I don't need to be reminded of what stuff cost then: we've already established that my memory of that era is more accurate than you guys', plus I literally just reviewed a magazine of the era to refresh my memory and make sure I wasn't remembering wrong. (Link is still in my post.)
Computer magazines in that era liked to review just released (or soon to be released) high end systems. Occasionally they would feature low or mid range systems, but generally the focus was on cutting edge.
Nobody is saying resolutions higher than 640x480 weren't available in 1994. They certainly were. What we're saying, and this is the important bit you need to focus on, is that most home users still ran at 640x480, due mainly to cost. Memory was still expensive, so getting a video card and monitor capable of showing 800x600 or 1024x768 @ 16bpp and a refresh rate greater than (or equal to) 60Hz was still very expensive.
It wasn't until Windows 95, the rise in popularity of the Internet and the bottom falling out of the memory industry did screen resolutions start increasing on the average consumer's PC.
You might have a magazine from 1994, but I have actual hard data showing the most used screen resolutions from the early-80's to 2016. VGA resolution was king until 1995/96, when 800x600 started taking over.
Again, just because something was available in 1994, doesn't mean it was economically viable for everyone.

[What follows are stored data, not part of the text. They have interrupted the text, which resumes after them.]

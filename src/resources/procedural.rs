//! The showroom cars, built from boxes, cylinders, planes and spheres.
//!
//! All four cars share one silhouette and differ only in paint. Mesh names
//! are chosen so that the part classifier buckets them like a real asset.

use std::f32::consts::FRAC_PI_2;

use cgmath::{Quaternion, Rad, Rotation3, Vector3};

use crate::{
    data_structures::{instance::Instance, scene_graph::LoadedModel},
    garage::CarChoice,
    material::{Color, Material},
    resources::primitives::{cuboid, cylinder, plane, sphere},
};

const WHEELS: [(&str, [f32; 3]); 4] = [
    ("fl", [-1.3, 0.0, -1.2]),
    ("fr", [-1.3, 0.0, 1.2]),
    ("rl", [1.3, 0.0, -1.2]),
    ("rr", [1.3, 0.0, 1.2]),
];

fn at(x: f32, y: f32, z: f32) -> Instance {
    Instance::from(Vector3::new(x, y, z))
}

pub fn build_car(car: CarChoice) -> LoadedModel {
    let mut model = LoadedModel::new(car);

    let paint = Material::named("paint")
        .with_color(car.paint())
        .with_pbr(0.8, 0.2);
    model.push("body", cuboid(4.0, 1.0, 2.0), paint.clone(), at(0.0, 0.5, 0.0));
    model.push("body_roof", cuboid(3.0, 0.8, 1.8), paint.clone(), at(0.0, 1.4, 0.0));
    model.push("body_hood", cuboid(1.5, 0.2, 1.8), paint, at(1.5, 1.0, 0.0));

    let tyre = Material::named("tyre")
        .with_color(Color::from_hex(0x222222))
        .with_pbr(0.9, 0.1);
    let rim = Material::named("rim")
        .with_color(Color::from_hex(0x888888))
        .with_pbr(1.0, 0.1);
    let sideways = Quaternion::from_angle_z(Rad(FRAC_PI_2));
    for (corner, [x, y, z]) in WHEELS {
        model.push(
            &format!("wheel_{}", corner),
            cylinder(0.4, 0.3, 16),
            tyre.clone(),
            at(x, y, z).with_rotation(sideways),
        );
        model.push(
            &format!("rim_{}", corner),
            cylinder(0.35, 0.1, 8),
            rim.clone(),
            at(x, y, z).with_rotation(sideways),
        );
    }

    let glass = Material::named("window")
        .with_color(Color::from_hex(0x87ceeb))
        .with_pbr(0.0, 0.0)
        .with_opacity(0.3);
    model.push(
        "window_front",
        plane(1.8, 0.8),
        glass.clone(),
        at(0.5, 1.4, 0.0).with_rotation(Quaternion::from_angle_x(Rad(-0.3))),
    );
    model.push(
        "window_left",
        plane(1.5, 0.6),
        glass.clone(),
        at(0.0, 1.4, -0.9).with_rotation(Quaternion::from_angle_y(Rad(FRAC_PI_2))),
    );
    model.push(
        "window_right",
        plane(1.5, 0.6),
        glass,
        at(0.0, 1.4, 0.9).with_rotation(Quaternion::from_angle_y(Rad(-FRAC_PI_2))),
    );

    let mut headlight = Material::named("headlight").with_pbr(0.0, 0.0);
    headlight.emissive = Color::from_hex(0x444444);
    model.push("headlight_left", sphere(0.2, 8, 8), headlight.clone(), at(2.0, 0.7, -0.6));
    model.push("headlight_right", sphere(0.2, 8, 8), headlight, at(2.0, 0.7, 0.6));

    model
}

#[cfg(test)]
mod tests {
    use super::*;
    use crate::parts::{Classification, PartCategory};

    #[test]
    fn procedural_parts_classify_like_assets() {
        let model = build_car(CarChoice::McLaren);
        let classification = Classification::build(model.meshes.iter().map(|m| m.name.as_str()));
        assert_eq!(classification.bucket(PartCategory::CarBody).len(), 3);
        assert_eq!(classification.bucket(PartCategory::Wheels).len(), 4);
        assert_eq!(classification.bucket(PartCategory::Rims).len(), 4);
        assert_eq!(classification.bucket(PartCategory::Glass).len(), 3);
        assert_eq!(classification.bucket(PartCategory::Headlights).len(), 2);
        assert!(classification.bucket(PartCategory::Other).is_empty());
    }

    #[test]
    fn body_carries_factory_paint() {
        let model = build_car(CarChoice::Lamborghini);
        assert_eq!(model.meshes[0].material.color, Color::from_hex(0xffd700));
        assert!(model.meshes.iter().all(|m| !m.geometry.is_empty()));
    }
}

I mean, look at the timeframe. What was there that really required a resolution higher than VGA for the average PC user in 1994? It's not like you could run apps side by side in Windows 3.11. Webpages were just text and a few GIFs. QuickTime and Indigo videos were QVGA resolution due to the processor power required to decode the compression. Consumers weren't editing digital photos back then. Basically, you wrote documents in Word Perfect (or Wors), worked on spreadsheets in Lotus (or Excel), balanced your checkbook with QuickBooks and played games (a lot of which still used DOS for maximum performance and used VGA resolutions, at most).
So yes, in 1994 VGA *was* the highest resolution your average consumer used on a PC.